[Data entries]
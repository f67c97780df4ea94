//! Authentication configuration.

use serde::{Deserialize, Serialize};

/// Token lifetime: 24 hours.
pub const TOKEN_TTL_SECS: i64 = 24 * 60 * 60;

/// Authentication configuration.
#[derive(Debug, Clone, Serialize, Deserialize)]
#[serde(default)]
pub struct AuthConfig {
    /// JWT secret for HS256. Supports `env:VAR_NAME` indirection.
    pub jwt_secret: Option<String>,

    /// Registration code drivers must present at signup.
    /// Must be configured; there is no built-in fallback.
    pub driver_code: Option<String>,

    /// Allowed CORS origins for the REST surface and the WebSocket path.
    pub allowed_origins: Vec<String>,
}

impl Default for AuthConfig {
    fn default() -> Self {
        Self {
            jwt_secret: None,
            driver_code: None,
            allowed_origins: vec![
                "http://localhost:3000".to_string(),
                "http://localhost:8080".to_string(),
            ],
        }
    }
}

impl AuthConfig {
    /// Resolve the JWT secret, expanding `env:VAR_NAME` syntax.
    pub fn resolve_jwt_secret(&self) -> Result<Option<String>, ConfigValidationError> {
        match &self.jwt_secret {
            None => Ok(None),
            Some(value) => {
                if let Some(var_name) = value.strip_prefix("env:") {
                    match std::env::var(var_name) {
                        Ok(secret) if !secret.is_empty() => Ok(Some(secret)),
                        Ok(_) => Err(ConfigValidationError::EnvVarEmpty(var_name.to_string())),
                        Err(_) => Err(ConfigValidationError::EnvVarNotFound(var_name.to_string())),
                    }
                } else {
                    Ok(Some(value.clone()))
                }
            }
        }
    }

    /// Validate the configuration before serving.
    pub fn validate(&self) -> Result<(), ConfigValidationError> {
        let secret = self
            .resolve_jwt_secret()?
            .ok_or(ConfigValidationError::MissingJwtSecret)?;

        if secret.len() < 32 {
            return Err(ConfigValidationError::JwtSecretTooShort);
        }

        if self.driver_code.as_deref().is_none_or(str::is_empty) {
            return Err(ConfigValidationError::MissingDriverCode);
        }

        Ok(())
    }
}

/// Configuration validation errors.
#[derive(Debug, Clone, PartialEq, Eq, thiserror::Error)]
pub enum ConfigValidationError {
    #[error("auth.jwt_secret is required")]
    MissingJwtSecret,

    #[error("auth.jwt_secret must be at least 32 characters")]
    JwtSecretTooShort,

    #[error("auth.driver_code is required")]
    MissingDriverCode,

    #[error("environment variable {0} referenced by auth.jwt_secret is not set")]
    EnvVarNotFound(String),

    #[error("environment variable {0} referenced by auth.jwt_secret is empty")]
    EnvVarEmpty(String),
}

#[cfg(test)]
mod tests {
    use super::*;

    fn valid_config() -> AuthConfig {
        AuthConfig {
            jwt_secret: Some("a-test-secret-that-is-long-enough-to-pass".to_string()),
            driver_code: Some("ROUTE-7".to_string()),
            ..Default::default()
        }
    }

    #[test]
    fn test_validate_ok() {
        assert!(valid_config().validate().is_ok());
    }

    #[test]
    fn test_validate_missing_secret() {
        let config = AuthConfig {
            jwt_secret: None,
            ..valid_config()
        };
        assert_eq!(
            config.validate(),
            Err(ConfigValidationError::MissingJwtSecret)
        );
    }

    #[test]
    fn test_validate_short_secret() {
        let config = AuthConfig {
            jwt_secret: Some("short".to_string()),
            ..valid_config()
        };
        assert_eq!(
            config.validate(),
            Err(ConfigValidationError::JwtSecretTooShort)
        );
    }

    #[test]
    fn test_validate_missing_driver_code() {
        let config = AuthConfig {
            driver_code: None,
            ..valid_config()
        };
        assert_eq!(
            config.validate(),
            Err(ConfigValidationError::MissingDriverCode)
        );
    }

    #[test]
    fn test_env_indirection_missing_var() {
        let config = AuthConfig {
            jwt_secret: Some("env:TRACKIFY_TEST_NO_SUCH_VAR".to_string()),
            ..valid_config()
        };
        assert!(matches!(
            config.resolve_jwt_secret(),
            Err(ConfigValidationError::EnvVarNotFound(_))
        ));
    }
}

• [Task brief] Search the entries for the word "Deserialize" and gather every line where it appears.

• [Result]
use serde::{Deserialize, Serialize};
#[derive(Debug, Clone, Serialize, Deserialize)]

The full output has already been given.